YOUR ASSIGNMENT ::
Copy exactly, please, the line that has "for result in WalkBuilder::new(root)" in it along with every line after it to the end of the listing.

EXERCISE MATERIAL ::
+++++
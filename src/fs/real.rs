use super::FileSystem;
use anyhow::{anyhow, Context, Result};
use ignore::WalkBuilder;
use std::fs;
use std::path::{Path, PathBuf};
use tracing::warn;

pub struct RealFileSystem;

impl RealFileSystem {
    pub fn new() -> Self {
        Self
    }
}

impl Default for RealFileSystem {
    fn default() -> Self {
        Self::new()
    }
}

impl FileSystem for RealFileSystem {
    fn exists(&self, path: &Path) -> bool {
        path.exists()
    }

    fn is_dir(&self, path: &Path) -> bool {
        path.is_dir()
    }

    fn read_to_string(&self, path: &Path) -> Result<String> {
        fs::read_to_string(path).context(format!("Failed to read file {:?}", path))
    }

    fn walk_files(&self, root: &Path) -> Result<Vec<PathBuf>> {
        if !root.is_dir() {
            return Err(anyhow!("Directory not found: {:?}", root));
        }

        let mut files = Vec::new();

        // A source checkout is walked as-is: hidden and gitignored files count too.
        for result in WalkBuilder::new(root)
            .standard_filters(false)
            .follow_links(false)
            .sort_by_file_name(|a, b| a.cmp(b))
            .build()
        {
            let entry = match result {
                Ok(e) => e,
                Err(err) => {
                    warn!(error = %err, "Failed to read directory entry");
                    continue;
                }
            };

            let path = entry.path();
            if path.is_file() {
                files.push(path.to_path_buf());
            }
        }

        Ok(files)
    }
}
+++++
COMPLETED TASK ::
        for result in WalkBuilder::new(root)
            .standard_filters(false)
            .follow_links(false)
            .sort_by_file_name(|a, b| a.cmp(b))
            .build()
        {
            let entry = match result {
                Ok(e) => e,
                Err(err) => {
                    warn!(error = %err, "Failed to read directory entry");
                    continue;
                }
            };

            let path = entry.path();
            if path.is_file() {
                files.push(path.to_path_buf());
            }
        }

        Ok(files)
    }
}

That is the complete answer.